**About this exercise:**
The records below are to be retyped in full. Keep every word.

** Opening The input block **

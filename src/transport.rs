//! HTTP seam used by the options loader and the prediction client.
//!
//! In the browser this is backed by `reqwest`, which drives the Fetch API on
//! `wasm32`. Tests swap in an in-memory implementation.

use async_trait::async_trait;
use log::debug;
use url::Url;

use crate::error::TransportError;

/// Status and body of a completed HTTP exchange.
#[derive(Debug, Clone, PartialEq)]
pub struct HttpResponse {
    pub status: u16,
    pub body: String,
}

impl HttpResponse {
    pub fn new(status: u16, body: impl Into<String>) -> Self {
        Self {
            status,
            body: body.into(),
        }
    }

    pub fn is_success(&self) -> bool {
        (200..300).contains(&self.status)
    }
}

/// Minimal HTTP surface the front-end needs.
///
/// Futures are not `Send`: everything runs on the browser's event loop.
#[async_trait(?Send)]
pub trait Transport {
    /// GET `url` and return its body as text, whatever the status.
    async fn get_text(&self, url: &Url) -> Result<HttpResponse, TransportError>;

    /// POST `body` as JSON to `url`.
    async fn post_json(
        &self,
        url: &Url,
        body: &serde_json::Value,
    ) -> Result<HttpResponse, TransportError>;
}

/// [`Transport`] over a shared `reqwest::Client`. No timeout is configured;
/// requests wait on whatever the underlying fetch does.
#[derive(Clone, Default)]
pub struct ReqwestTransport {
    http: reqwest::Client,
}

impl ReqwestTransport {
    pub fn new() -> Self {
        Self::default()
    }
}

#[async_trait(?Send)]
impl Transport for ReqwestTransport {
    async fn get_text(&self, url: &Url) -> Result<HttpResponse, TransportError> {
        debug!("GET {}", url);
        let resp = self
            .http
            .get(url.clone())
            .send()
            .await
            .map_err(|e| TransportError(e.to_string()))?;
        let status = resp.status().as_u16();
        let body = resp
            .text()
            .await
            .map_err(|e| TransportError(e.to_string()))?;
        Ok(HttpResponse { status, body })
    }

    async fn post_json(
        &self,
        url: &Url,
        body: &serde_json::Value,
    ) -> Result<HttpResponse, TransportError> {
        debug!("POST {} {}", url, body);
        let resp = self
            .http
            .post(url.clone())
            .json(body)
            .send()
            .await
            .map_err(|e| TransportError(e.to_string()))?;
        let status = resp.status().as_u16();
        let body = resp
            .text()
            .await
            .map_err(|e| TransportError(e.to_string()))?;
        Ok(HttpResponse { status, body })
    }
}

/// Canonical reason phrase for a status code, if one exists.
pub fn status_reason(status: u16) -> Option<&'static str> {
    reqwest::StatusCode::from_u16(status)
        .ok()
        .and_then(|s| s.canonical_reason())
}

** Closing The input block **

**Written response:**
filename src/transport.rs
//! HTTP seam used by the options loader and the prediction client.
//!
//! In the browser this is backed by `reqwest`, which drives the Fetch API on
//! `wasm32`. Tests swap in an in-memory implementation.

use async_trait::async_trait;
use log::debug;
use url::Url;

use crate::error::TransportError;

/// Status and body of a completed HTTP exchange.
#[derive(Debug, Clone, PartialEq)]
pub struct HttpResponse {
    pub status: u16,
    pub body: String,
}

impl HttpResponse {
    pub fn new(status: u16, body: impl Into<String>) -> Self {
        Self {
            status,
            body: body.into(),
        }
    }

    pub fn is_success(&self) -> bool {
        (200..300).contains(&self.status)
    }
}

/// Minimal HTTP surface the front-end needs.
///
/// Futures are not `Send`: everything runs on the browser's event loop.
#[async_trait(?Send)]
pub trait Transport {
    /// GET `url` and return its body as text, whatever the status.
    async fn get_text(&self, url: &Url) -> Result<HttpResponse, TransportError>;

    /// POST `body` as JSON to `url`.
    async fn post_json(
        &self,
        url: &Url,
        body: &serde_json::Value,
    ) -> Result<HttpResponse, TransportError>;
}

/// [`Transport`] over a shared `reqwest::Client`. No timeout is configured;
/// requests wait on whatever the underlying fetch does.
#[derive(Clone, Default)]
pub struct ReqwestTransport {
    http: reqwest::Client,
}

impl ReqwestTransport {
    pub fn new() -> Self {
        Self::default()
    }
}

#[async_trait(?Send)]
impl Transport for ReqwestTransport {
    async fn get_text(&self, url: &Url) -> Result<HttpResponse, TransportError> {
        debug!("GET {}", url);
        let resp = self
            .http
            .get(url.clone())
            .send()
            .await
            .map_err(|e| TransportError(e.to_string()))?;
        let status = resp.status().as_u16();
        let body = resp
            .text()
            .await
            .map_err(|e| TransportError(e.to_string()))?;
        Ok(HttpResponse { status, body })
    }

    async fn post_json(
        &self,
        url: &Url,
        body: &serde_json::Value,
    ) -> Result<HttpResponse, TransportError> {
        debug!("POST {} {}", url, body);
        let resp = self
            .http
            .post(url.clone())
            .json(body)
            .send()
            .await
            .map_err(|e| TransportError(e.to_string()))?;
        let status = resp.status().as_u16();
        let body = resp
            .text()
            .await
            .map_err(|e| TransportError(e.to_string()))?;
        Ok(HttpResponse { status, body })
    }
}

/// Canonical reason phrase for a status code, if one exists.
pub fn status_reason(status: u16) -> Option<&'static str> {
    reqwest::StatusCode::from_u16(status)
        .ok()
        .and_then(|s| s.canonical_reason())
}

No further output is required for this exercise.